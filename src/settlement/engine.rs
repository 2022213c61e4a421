//! Balance computation and greedy debt settlement.
//!
//! Everything here is a pure function of the expense snapshot passed in.

use std::collections::HashMap;
use std::num::NonZeroUsize;

use crate::expense::{Expense, ParticipantId};

/// Balances closer to zero than half a cent count as settled.
pub const SETTLED_EPSILON: f64 = 0.005;

/// One participant's position in the split.
#[derive(Debug, Clone, PartialEq)]
pub struct Balance {
    /// Member identity.
    pub participant_id: ParticipantId,
    /// Total this member has paid.
    pub paid: f64,
    /// `paid - share`; positive means the member is owed money.
    pub net: f64,
}

/// Result of splitting the expense history.
#[derive(Debug, Clone, PartialEq)]
pub struct BalanceSheet {
    /// Sum of every expense.
    pub total: f64,
    /// What each household member should have contributed.
    pub share_per_person: f64,
    /// Balances in the order participants were first seen.
    pub balances: Vec<Balance>,
}

impl BalanceSheet {
    /// Balance entry for a member, if they appear in the sheet.
    pub fn balance_of(&self, participant_id: ParticipantId) -> Option<&Balance> {
        self.balances
            .iter()
            .find(|b| b.participant_id == participant_id)
    }

    /// Net balance of a member.
    ///
    /// A member who has never paid still owes a full share.
    pub fn net_of(&self, participant_id: ParticipantId) -> f64 {
        self.balance_of(participant_id)
            .map(|b| b.net)
            .unwrap_or(-self.share_per_person)
    }
}

/// A payment from a debtor to a creditor.
#[derive(Debug, Clone, PartialEq)]
pub struct Transfer {
    pub from: ParticipantId,
    pub to: ParticipantId,
    pub amount: f64,
}

/// Outcome of settling a balance sheet.
#[derive(Debug, Clone, PartialEq)]
pub enum Settlement {
    /// Nobody owes anybody.
    Settled,
    /// Transfers in the order they should be made.
    Transfers(Vec<Transfer>),
}

impl Settlement {
    /// Transfers to make; empty when settled.
    pub fn transfers(&self) -> &[Transfer] {
        match self {
            Settlement::Settled => &[],
            Settlement::Transfers(transfers) => transfers,
        }
    }

    /// Sum of all transfer amounts.
    pub fn total_transferred(&self) -> f64 {
        self.transfers().iter().map(|t| t.amount).sum()
    }
}

/// How a new payment splits between the payer's own debt and the shared pool.
#[derive(Debug, Clone, Copy, PartialEq)]
pub struct ExpenseSplit {
    /// Payer's net balance before the payment.
    pub payer_balance: f64,
    /// Part of the payment that clears the payer's existing debt.
    pub debt_reduction: f64,
    /// Part of the payment left over to be split with the household.
    pub remaining_split_amount: f64,
}

/// Compute every payer's net balance.
///
/// Only members who appear as payers are listed.
pub fn compute_balances(expenses: &[Expense], participant_count: NonZeroUsize) -> BalanceSheet {
    compute_balances_with_roster(expenses, participant_count, &[])
}

/// Compute net balances, listing every roster member even if they never paid.
///
/// Roster members come first in roster order, followed by any other payers in
/// order of their first expense.
pub fn compute_balances_with_roster(
    expenses: &[Expense],
    participant_count: NonZeroUsize,
    roster: &[ParticipantId],
) -> BalanceSheet {
    let mut order: Vec<ParticipantId> = Vec::new();
    let mut paid: HashMap<ParticipantId, f64> = HashMap::new();

    for &id in roster {
        if paid.insert(id, 0.0).is_none() {
            order.push(id);
        }
    }

    for expense in expenses {
        let total = paid.entry(expense.participant_id).or_insert_with(|| {
            order.push(expense.participant_id);
            0.0
        });
        *total += expense.amount;
    }

    let total: f64 = expenses.iter().map(|e| e.amount).sum();
    let share_per_person = total / participant_count.get() as f64;

    let balances = order
        .into_iter()
        .map(|participant_id| {
            let paid = paid.get(&participant_id).copied().unwrap_or(0.0);
            Balance {
                participant_id,
                paid,
                net: paid - share_per_person,
            }
        })
        .collect();

    BalanceSheet {
        total,
        share_per_person,
        balances,
    }
}

/// Turn balances into an ordered list of debtor-to-creditor transfers.
///
/// Each debtor, in order, pays creditors in order until their debt is gone;
/// a creditor is skipped once fully repaid.
pub fn settle_debts(balances: &[Balance]) -> Settlement {
    let debtors: Vec<(ParticipantId, f64)> = balances
        .iter()
        .filter(|b| b.net < -SETTLED_EPSILON)
        .map(|b| (b.participant_id, -b.net))
        .collect();
    let mut creditors: Vec<(ParticipantId, f64)> = balances
        .iter()
        .filter(|b| b.net > SETTLED_EPSILON)
        .map(|b| (b.participant_id, b.net))
        .collect();

    if debtors.is_empty() && creditors.is_empty() {
        return Settlement::Settled;
    }

    let mut transfers = Vec::new();
    let mut next_creditor = 0;

    for (debtor, mut owed) in debtors {
        while owed > SETTLED_EPSILON && next_creditor < creditors.len() {
            let (creditor, credit) = &mut creditors[next_creditor];
            let amount = owed.min(*credit);

            transfers.push(Transfer {
                from: debtor,
                to: *creditor,
                amount,
            });

            owed -= amount;
            *credit -= amount;
            if *credit <= SETTLED_EPSILON {
                next_creditor += 1;
            }
        }
    }

    Settlement::Transfers(transfers)
}

/// Work out how much of a new payment covers the payer's own debt.
///
/// `existing` must not include the new payment. Nothing is stored; the caller
/// records the full amount.
pub fn apply_new_expense(
    existing: &[Expense],
    participant_count: NonZeroUsize,
    payer: ParticipantId,
    new_amount: f64,
) -> ExpenseSplit {
    let sheet = compute_balances(existing, participant_count);
    let payer_balance = sheet.net_of(payer);

    let debt_reduction = if payer_balance < 0.0 {
        new_amount.min(payer_balance.abs())
    } else {
        0.0
    };

    ExpenseSplit {
        payer_balance,
        debt_reduction,
        remaining_split_amount: new_amount - debt_reduction,
    }
}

How to complete this task — The lines holding the string "debtors" are what is needed from the material above.

Your solution —
    let debtors: Vec<(ParticipantId, f64)> = balances
    if debtors.is_empty() && creditors.is_empty() {
    for (debtor, mut owed) in debtors {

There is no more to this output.